That title made me smile – it’s very much the kind of book title we had in our school library 40 years ago. You could write a book about more or less any subject in the humanities by simply adding ‘The Man and the Myth’ or ‘Myth and Reality’ after the name of an eminent writer or a famous event, much as all you have to do nowadays is add buzzwords like ‘gender’, ‘race’ and ‘identity’ to an academic book title to get it to sell.

Anyway, Steinberg defends his view that the Thirty Years War was not the unmitigated disaster it is traditionally painted as. He says the experience of two world wars has taught us:

  1. not to believe atrocity stories, which are quickly cooked up by propaganda units on all sides
  2. to learn the meaning of true mass destruction, next to which the TYW is no better and no worse than the wars directly before or after it
  3. that post-war politicians often use the war as an excuse for the failure of postwar policies of economics etc i.e. they have a vested interest in exaggerating a war’s impact, and this is what the rulers of post-war German states did in the 1650s and 60s

Steinberg details how the conflicting sides hired propagandists and learnèd writers (e.g. the jurist Samuel Pufendorf) to put their cases, writers who were paid to distort the war’s causes and course even as it was taking place.

This propaganda often took an anti-Austria approach, notably by the later Prussian ruler Frederick the Great (reigned 1740-86) who wanted to emphasise:

  1. the wickedness of the Austrian Habsburgs
  2. the devastation which they were responsible for
  3. which he (Frederick) so wisely repaired

An endless cycle of ‘reinterpretations’

In the introduction Steinberg confidently claims that the conflict ‘misnamed’ the Thirty Years War was not a religious war between Protestants and Catholics, but derived from constitutional issues within the empire which had been germinating for the previous fifty years. This is his bold new interpretation which ‘reorientates and reinterprets’ the traditional story of the Thirty Years War, as well as his insistence that the war was not nearly as destructive as the ‘traditional’ view holds.

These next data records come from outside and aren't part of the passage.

// SPDX-License-Identifier: PolyForm-Noncommercial-1.0.0
// Copyright (c) 2025 Sylvex. All rights reserved.

//! # mbmux-bin
//!
//! CLI binary for the mbmux Modbus connection multiplexer.
//!
//! Provides argument parsing with clap, logging initialization, graceful
//! shutdown handling and the runtime that hosts one bridge per
//! configured device.
//!
//! ## Usage
//!
//! ```bash
//! # Front a single device from the command line
//! mbmux -b :9502 --modbus plc.example.org:502
//!
//! # Front several devices from a configuration file
//! mbmux -c mbmux.yaml
//!
//! # Validate a configuration file
//! mbmux -c mbmux.yaml validate
//!
//! # Show version information
//! mbmux version
//! ```

#![warn(missing_docs)]
#![deny(unsafe_code)]

// =============================================================================
// Modules
// =============================================================================

pub mod cli;
pub mod commands;
pub mod error;
pub mod logging;
pub mod runtime;
pub mod shutdown;

// =============================================================================
// Re-exports
// =============================================================================

pub use cli::{Cli, Commands};
pub use error::{BinError, BinResult};
pub use logging::init_logging;
pub use runtime::{ProxyRuntime, RuntimeBuilder};
pub use shutdown::ShutdownCoordinator;

/// Crate version.
pub const VERSION: &str = env!("CARGO_PKG_VERSION");

/// Crate name.
pub const NAME: &str = env!("CARGO_PKG_NAME");
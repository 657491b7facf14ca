// SPDX-License-Identifier: PolyForm-Noncommercial-1.0.0
// Copyright (c) 2025 Sylvex. All rights reserved.

//! Logging and tracing initialization.
//!
//! Structured logging via the `tracing` ecosystem. The effective level
//! and format come from the command line when given there (`-q`, `-v`,
//! `-l`, `--log-format`) and from the configuration file's `logging`
//! section otherwise.

use tracing_subscriber::{fmt, layer::SubscriberExt, util::SubscriberInitExt, EnvFilter};

use mbmux_config::{LogFormatSetting, LoggingConfig};

use crate::cli::{Cli, LogFormat};

// =============================================================================
// Logging Initialization
// =============================================================================

/// Initializes the logging subsystem.
///
/// `RUST_LOG` in the environment overrides the level argument.
pub fn init_logging(level: &str, format: LogFormat) {
    let env_filter =
        EnvFilter::try_from_default_env().unwrap_or_else(|_| EnvFilter::new(level));

    match format {
        LogFormat::Text => init_text_logging(env_filter),
        LogFormat::Json => init_json_logging(env_filter),
        LogFormat::Compact => init_compact_logging(env_filter),
    }
}

/// Resolves the effective level and format from CLI flags and the
/// configuration file's logging section. CLI wins where given.
pub fn resolve_logging(cli: &Cli, config: &LoggingConfig) -> (String, LogFormat) {
    let level = cli
        .effective_log_level()
        .map(|l| l.to_string())
        .unwrap_or_else(|| config.level.clone());

    let format = cli.log_format.unwrap_or(match config.format {
        LogFormatSetting::Text => LogFormat::Text,
        LogFormatSetting::Json => LogFormat::Json,
        LogFormatSetting::Compact => LogFormat::Compact,
    });

    (level, format)
}

/// Initializes text-based logging (default).
fn init_text_logging(filter: EnvFilter) {
    let is_terminal = std::io::IsTerminal::is_terminal(&std::io::stdout());

    tracing_subscriber::registry()
        .with(filter)
        .with(
            fmt::layer()
                .with_target(true)
                .with_thread_ids(false)
                .with_thread_names(false)
                .with_file(false)
                .with_line_number(false)
                .with_ansi(is_terminal),
        )
        .init();
}

/// Initializes JSON logging (for production/log aggregation).
fn init_json_logging(filter: EnvFilter) {
    tracing_subscriber::registry()
        .with(filter)
        .with(
            fmt::layer()
                .json()
                .with_target(true)
                .with_file(true)
                .with_line_number(true)
                .with_current_span(true)
                .with_span_list(true),
        )
        .init();
}

/// Initializes compact logging (minimal output).
fn init_compact_logging(filter: EnvFilter) {
    let is_terminal = std::io::IsTerminal::is_terminal(&std::io::stdout());

    tracing_subscriber::registry()
        .with(filter)
        .with(
            fmt::layer()
                .compact()
                .with_target(false)
                .with_thread_ids(false)
                .with_file(false)
                .with_line_number(false)
                .with_ansi(is_terminal),
        )
        .init();
}

// =============================================================================
// Tests
// =============================================================================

So it is quite amusing that these views – that the war was not a war of religion but a squabble about constitutional powers within the Empire, and was not as destructive as commonly thought – are the radical ‘reinterpretations’ put forward by Peter H. Wilson in his book, fifty years later.

In other words, despite over fifty years of historians attempting to ‘reorientate and reinterpret’ opinion about events, it seems as if some stubbornly resist their efforts. That views about historical events remain firmly entrenched.

So that historians may not be Oedipuses continually overthrowing their fathers, but Oedipuses condemned to overthrow the same father again and again, because each time he is slain, he just pops back up alive again.

To put it more plainly, the evidence of these two books is that historians appear to be condemned to combat ‘myths’ and ‘traditional’ interpretations which, despite all their efforts, never seem to go away. They are driving round and round in circles.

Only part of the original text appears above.